**Exercise directions**
After locating the line that contains "the requested output" in the records below, write out exactly that line and each line after it through the one that contains "group, so the", and nothing else.
═════ Exercise materials
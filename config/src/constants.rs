//! # Configuration Constants
//!
//! Centralized constants for the rotational interface mesher. Tolerances,
//! ring-density heuristics and configuration defaults are defined here.
//!
//! ## Categories
//!
//! - **Precision**: Floating-point comparison tolerances
//! - **Revolution**: Half-revolution layout and angular group heuristics
//! - **Spacing**: Stretching and distribution limits
//! - **Defaults**: Values used when the JSON configuration omits a field

use std::f64::consts::PI;
use std::fmt;

// =============================================================================
// PRECISION CONSTANTS
// =============================================================================

/// Relative tolerance of the spacing distribution.
///
/// Edge-length ratios within this of an integer count as that integer, so a
/// segment an exact multiple of the max edge is not given an extra interval.
///
/// # Example
///
/// ```rust
/// use config::constants::EPSILON;
///
/// let ratio = 1.0 / (0.1 / 1.0);
/// assert_eq!((ratio - EPSILON).ceil(), 10.0);
/// ```
pub const EPSILON: f64 = 1e-10;

/// Tolerance of the colinearity test used to classify a segment as a line.
///
/// Compared against the cross product of each point with the first two
/// points of the segment.
pub const COLINEARITY_TOLERANCE: f64 = 1e-10;

/// Radial distance below which a profile end point lies on the rotation axis.
///
/// An end on the axis is meshed as a single-point pole ring.
///
/// # Example
///
/// ```rust
/// use config::constants::POLE_TOLERANCE;
///
/// let start_radius: f64 = 0.0;
/// assert!(start_radius.abs() < POLE_TOLERANCE);
/// ```
pub const POLE_TOLERANCE: f64 = 1e-9;

/// Relative tolerance of the consecutive-distance check on a ring.
///
/// Chords on one ring must match the first chord within
/// `CONSECUTIVE_DISTANCE_TOLERANCE * max(1, first_chord)`.
pub const CONSECUTIVE_DISTANCE_TOLERANCE: f64 = 1e-9;

// =============================================================================
// REVOLUTION CONSTANTS
// =============================================================================

/// Angle covered by one half of the revolution, in degrees.
///
/// The surface is generated as a top half (0° to 180°) and its mirrored
/// bottom half (0° to -180°).
pub const HALF_REVOLUTION_DEGREES: f64 = 180.0;

/// Number of slices the full revolution is split into (`360 / 180`).
///
/// # Example
///
/// ```rust
/// use config::constants::{HALF_REVOLUTION_DEGREES, REVOLUTION_SLICES};
///
/// assert_eq!(REVOLUTION_SLICES, 360.0 / HALF_REVOLUTION_DEGREES);
/// ```
pub const REVOLUTION_SLICES: f64 = 360.0 / HALF_REVOLUTION_DEGREES;

/// Weight of the refinement factor in the angular group count.
pub const MAX_GROUPS_ADDED: f64 = 14.0;

/// Lower bound on the base group count before slicing.
pub const MIN_GROUPS_ADDED: f64 = 4.0;

// =============================================================================
// SPACING CONSTANTS
// =============================================================================

/// Upper bound on stretched layers grown from one end of a segment.
pub const MAX_STRETCHING_LAYERS: usize = 100_000;

/// Exponent applied to `1 / growth_ratio` when the stretched regions of a
/// segment overlap and a reduced target edge length is derived.
pub const TARGET_EDGE_DECAY_POWER: i32 = 3;

/// Fraction of the profile's radial extent above which a segment is `side`.
pub const SIDE_ZONE_RADIAL_FRACTION: f64 = 0.75;

/// Fraction of the profile's axial extent a segment must not exceed to be
/// classified as `front`.
pub const FRONT_ZONE_AXIAL_FRACTION: f64 = 0.5;

// =============================================================================
// DEFAULT CONSTANTS
// =============================================================================

/// Default maximum edge length when `properties.maxEdgeLength` is omitted.
pub const DEFAULT_MAX_EDGE_LENGTH: f64 = 0.1;

/// Default refinement factor.
pub const DEFAULT_REFINEMENT_FACTOR: f64 = 0.0;

/// Default number of rings with a fixed circumferential distribution next to
/// the front and back poles.
pub const DEFAULT_FIXED_LAYERS: usize = 1;

/// Default rotation axis of the interface.
pub const DEFAULT_AXIS: [f64; 3] = [1.0, 0.0, 0.0];

/// Default interface center.
pub const DEFAULT_CENTER: [f64; 3] = [0.0, 0.0, 0.0];

/// Extension of the neutral text format used when the requested output
/// extension has no registered writer.
pub const DEFAULT_OUTPUT_EXTENSION: &str = "dat";

// =============================================================================
// HELPER FUNCTIONS
// =============================================================================

/// Computes the number of angular groups per half ring.
///
/// Every density change on a ring adds or removes one edge per group, so the
/// group count fixes the granularity of the whole interface.
///
/// - profile starting on the axis: `floor((14ρ + 4) / slices)`
/// - profile starting at radius `r`:
///   `m = max(floor(2πr / slices / max_edge) - 7, 4)`,
///   `floor((14ρ + m) / slices)`
///
/// The result is at least 1.
///
/// # Example
///
/// ```rust
/// use config::constants::compute_group_count;
///
/// // Pole start, no refinement
/// assert_eq!(compute_group_count(0.0, None, 0.1), 2);
///
/// // Off-axis start at r = 1 with max edge 0.1
/// assert_eq!(compute_group_count(0.0, Some(1.0), 0.1), 12);
/// ```
pub fn compute_group_count(refinement_factor: f64, start_radius: Option<f64>, max_edge: f64) -> usize {
    let base = match start_radius {
        None => MIN_GROUPS_ADDED,
        Some(radius) => {
            let arc = 2.0 * PI * radius / REVOLUTION_SLICES;
            let standard_edges = (arc / max_edge).floor();
            (standard_edges - 0.5 * MAX_GROUPS_ADDED).max(MIN_GROUPS_ADDED)
        }
    };

    let groups = ((refinement_factor * MAX_GROUPS_ADDED + base) / REVOLUTION_SLICES).floor();
    if groups.is_finite() && groups >= 1.0 {
        groups as usize
    } else {
        1
    }
}

/// Circumferential edge length of a ring of `dim` points at `radius`.
///
/// # Example
///
/// ```rust
/// use config::constants::ring_edge_length;
///
/// let edge = ring_edge_length(1.0, 3);
/// assert!((edge - std::f64::consts::PI / 3.0).abs() < 1e-12);
/// ```
#[inline]
pub fn ring_edge_length(radius: f64, dim: usize) -> f64 {
    (2.0 * PI * radius / REVOLUTION_SLICES) / dim as f64
}

// =============================================================================
// SETTINGS SNAPSHOT
// =============================================================================

/// Validated snapshot of the revolution parameters shared between the
/// settings loader and the revolver.
///
/// # Examples
/// ```
/// use config::constants::RevolveSettings;
/// let settings = RevolveSettings::default();
/// assert!(settings.max_edge_length > 0.0);
/// ```
#[derive(Debug, Clone, Copy, PartialEq)]
pub struct RevolveSettings {
    /// Bound on circumferential and meridional edge length.
    pub max_edge_length: f64,
    /// Refinement factor feeding [`compute_group_count`].
    pub refinement_factor: f64,
    /// Rings with a fixed distribution after the front start.
    pub front_fixed_layers: usize,
    /// Rings with a fixed distribution before the back end.
    pub back_fixed_layers: usize,
}

impl RevolveSettings {
    /// Builds settings, rejecting a non-positive edge length or a negative
    /// refinement factor.
    ///
    /// # Examples
    /// ```
    /// use config::constants::RevolveSettings;
    /// let settings = RevolveSettings::new(0.05, 1.0, 1, 2).expect("valid settings");
    /// assert_eq!(settings.back_fixed_layers, 2);
    /// ```
    pub fn new(
        max_edge_length: f64,
        refinement_factor: f64,
        front_fixed_layers: usize,
        back_fixed_layers: usize,
    ) -> Result<Self, ConfigError> {
        if !(max_edge_length.is_finite() && max_edge_length > 0.0) {
            return Err(ConfigError::InvalidMaxEdgeLength(max_edge_length));
        }
        if !(refinement_factor.is_finite() && refinement_factor >= 0.0) {
            return Err(ConfigError::InvalidRefinementFactor(refinement_factor));
        }
        Ok(Self {
            max_edge_length,
            refinement_factor,
            front_fixed_layers,
            back_fixed_layers,
        })
    }
}

impl Default for RevolveSettings {
    fn default() -> Self {
        Self {
            max_edge_length: DEFAULT_MAX_EDGE_LENGTH,
            refinement_factor: DEFAULT_REFINEMENT_FACTOR,
            front_fixed_layers: DEFAULT_FIXED_LAYERS,
            back_fixed_layers: DEFAULT_FIXED_LAYERS,
        }
    }
}

/// Error returned when invalid configuration values are provided.
#[derive(Debug, PartialEq)]
pub enum ConfigError {
    /// Raised when the max edge length is zero, negative or not finite.
    InvalidMaxEdgeLength(f64),
    /// Raised when the refinement factor is negative or not finite.
    InvalidRefinementFactor(f64),
}

impl fmt::Display for ConfigError {
    fn fmt(&self, f: &mut fmt::Formatter<'_>) -> fmt::Result {
        match self {
            ConfigError::InvalidMaxEdgeLength(value) => {
                write!(f, "maxEdgeLength must be positive: {value}")
            }
            ConfigError::InvalidRefinementFactor(value) => {
                write!(f, "refinementFactor must be >= 0: {value}")
            }
        }
    }
}

impl std::error::Error for ConfigError {}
══════════
**Response below**
/// Extension of the neutral text format used when the requested output
/// extension has no registered writer.
pub const DEFAULT_OUTPUT_EXTENSION: &str = "dat";

// =============================================================================
// HELPER FUNCTIONS
// =============================================================================

/// Computes the number of angular groups per half ring.
///
/// Every density change on a ring adds or removes one edge per group, so the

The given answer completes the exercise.